Segundo Romy, estabelecer o vínculo com os estudantes é uma das partes mais tranquilas do processo. “Estamos falando de uma síndrome em que eles têm características muito peculiares, são amorosos. Têm um pouquinho de resistência em algumas questões, que as famílias já informam, mas acredito que tudo já parte do vínculo, acreditar no professor, no profissional especializado, na potencialidade desse estudante, mas sempre partindo do vínculo”, frisa. Andrea completa: “para mim, enquanto profissional, se faz sentir, faz sentido. Tudo que faço com amor, com carinho e vejo que eles sentem, para mim faz sentido”.

O trabalho em equipe dá resultado

Romy lembra com carinho de um aluno que concluiu o Ensino Médio durante a pandemia, no Colégio Farroupilha. Bastaria o fato de ele ter essa condição e ainda estar sob o estresse que se abateu sobre o mundo durante o período de isolamento, mas, para completar, ele estava na instituição desde os anos iniciais e apresentou avanço significativo nas relações socioemocionais, na autonomia e nos aspectos cognitivos.

“Nós o preparamos, no Ensino Médio, porque muitas vezes, de forma sutil, tem que dar uma instigada.

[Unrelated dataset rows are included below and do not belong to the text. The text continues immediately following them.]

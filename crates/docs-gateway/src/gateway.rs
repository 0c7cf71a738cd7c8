//! Markdown-level operations on remote documents.

use doc_markup::{Operation, Range, blocks_to_markup, count_plain_words, markup_to_operations};
use serde::Serialize;

use crate::api::DocsApi;
use crate::credential::Credential;
use crate::error::{GatewayError, Result};
use crate::wire::{Body, Document, DocumentSummary};

/// How many recent documents the picker shows.
pub const RECENT_DOCUMENTS_LIMIT: u32 = 16;

/// A tab of a document, flattened out of the tab tree.
#[derive(Debug, Clone, PartialEq, Eq, Serialize)]
#[serde(rename_all = "camelCase")]
pub struct ContainerInfo {
    pub id: String,
    pub title: String,
    /// Position among its siblings
    pub order_index: usize,
    pub nesting_depth: usize,
    #[serde(skip_serializing_if = "Option::is_none")]
    pub parent_id: Option<String>,
}

#[derive(Debug, Clone, Copy, PartialEq, Eq, Serialize)]
#[serde(rename_all = "camelCase")]
pub struct ReplaceOutcome {
    pub success: bool,
    pub word_count: u64,
}

pub struct Gateway<A> {
    api: A,
}

fn require_document_id(document_id: &str) -> Result<()> {
    if document_id.trim().is_empty() {
        return Err(GatewayError::validation(
            "documentId",
            "Document ID is required",
        ));
    }
    Ok(())
}

impl<A: DocsApi> Gateway<A> {
    pub fn new(api: A) -> Self {
        Self { api }
    }

    pub fn api(&self) -> &A {
        &self.api
    }

    pub async fn list_recent_documents(
        &self,
        credential: &Credential,
    ) -> Result<Vec<DocumentSummary>> {
        credential.check()?;
        let documents = self
            .api
            .list_files(credential, RECENT_DOCUMENTS_LIMIT)
            .await?;
        tracing::debug!("Listed {} documents", documents.len());
        Ok(documents)
    }

    /// Fetch one tab (or the first tab) of a document as Markdown.
    pub async fn fetch_as_markup(
        &self,
        credential: &Credential,
        document_id: &str,
        tab_id: Option<&str>,
    ) -> Result<String> {
        credential.check()?;
        require_document_id(document_id)?;

        let document = self.api.get_document(credential, document_id).await?;
        let body = select_body(&document, tab_id)?;
        Ok(blocks_to_markup(&body.blocks()))
    }

    /// Replace a tab's entire content with `markup` in one atomic batch.
    pub async fn replace_with_markup(
        &self,
        credential: &Credential,
        document_id: &str,
        markup: &str,
        tab_id: Option<&str>,
    ) -> Result<ReplaceOutcome> {
        credential.check()?;
        require_document_id(document_id)?;

        let document = self.api.get_document(credential, document_id).await?;
        let end_index = select_body(&document, tab_id)?.end_index();

        let batch = markup_to_operations(markup, tab_id);
        let word_count = count_plain_words(&batch.plain_text);
        let mut operations = Vec::new();

        // The final newline of a segment can never be deleted
        if end_index > 2 {
            operations.push(Operation::delete_range(Range::new(
                1,
                end_index - 1,
                tab_id,
            )));
        }
        operations.extend(batch.into_fill_operations(tab_id));

        if !operations.is_empty() {
            tracing::debug!(
                "Sending batch of {} operations to {}",
                operations.len(),
                document_id
            );
            self.api
                .batch_update(credential, document_id, &operations)
                .await?;
        }

        tracing::info!("Wrote {} words to document {}", word_count, document_id);

        Ok(ReplaceOutcome {
            success: true,
            word_count,
        })
    }

    /// The document's tabs, depth-first.
    pub async fn list_containers(
        &self,
        credential: &Credential,
        document_id: &str,
    ) -> Result<Vec<ContainerInfo>> {
        credential.check()?;
        require_document_id(document_id)?;

        let document = self.api.get_document(credential, document_id).await?;
        Ok(document
            .flatten_tabs()
            .into_iter()
            .map(|(tab, depth)| {
                let properties = &tab.tab_properties;
                ContainerInfo {
                    id: properties.tab_id.clone(),
                    title: properties.title.clone(),
                    order_index: properties.index,
                    nesting_depth: depth,
                    parent_id: properties.parent_tab_id.clone(),
                }
            })
            .collect())
    }

    pub async fn create_document(
        &self,
        credential: &Credential,
        title: &str,
    ) -> Result<DocumentSummary> {
        let title = title.trim();
        if title.is_empty() {
            return Err(GatewayError::validation(
                "title",
                "Document title is required",
            ));
        }
        credential.check()?;

        let document = self.api.create_document(credential, title).await?;
        tracing::info!("Created document {}", document.document_id);

        Ok(DocumentSummary {
            web_view_link: format!(
                "https://docs.google.com/document/d/{}/edit",
                document.document_id
            ),
            id: document.document_id,
            name: document.title,
            modified_time: chrono::Utc::now().to_rfc3339(),
            owned_by_me: true,
        })
    }
}

fn select_body(document: &Document, tab_id: Option<&str>) -> Result<Body> {
    document.select_body(tab_id).ok_or_else(|| {
        GatewayError::NotFound(format!(
            "tab {} in document {}",
            tab_id.unwrap_or_default(),
            document.document_id
        ))
    })
}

Não se pode dizer até onde a criança poderá ir ou que ela não conseguirá passar por algum nível de ensino. Já formamos muitos estudantes com plano adaptado, sempre em conjunto com a família, ouvindo e acolhendo, mas traçando os objetivos pedagógicos. É de responsabilidade da escola”, alerta Romy.

Um dos propulsores para o desenvolvimento do estudante é deixar bem definido, no PDI, o que cabe à escola e o que é papel da família. Muitas vezes, os responsáveis tendem a pensar que a instituição dará conta de tudo. Também é importante traçar objetivos dentro do plano – e que eles sejam, ao mesmo tempo, adequados ao estudante e ambiciosos a ponto de fazerem com que todo o potencial seja explorado. 

“Esse menino, em específico, hoje faz curso de Audiovisual na Unisinos, dentro das suas possibilidades”, comemora Romy. “Foi muito emocionante porque, durante a pandemia, precisávamos que ele ficasse em frente à câmera, com atividades adaptadas. No começo, não ficava muito. No fim, era ele fazendo desenho para nós e mostrando no caderno. Quando não queria mais, dava tchau e desligava a tela. Mas só tivemos alegrias com ele”, garante.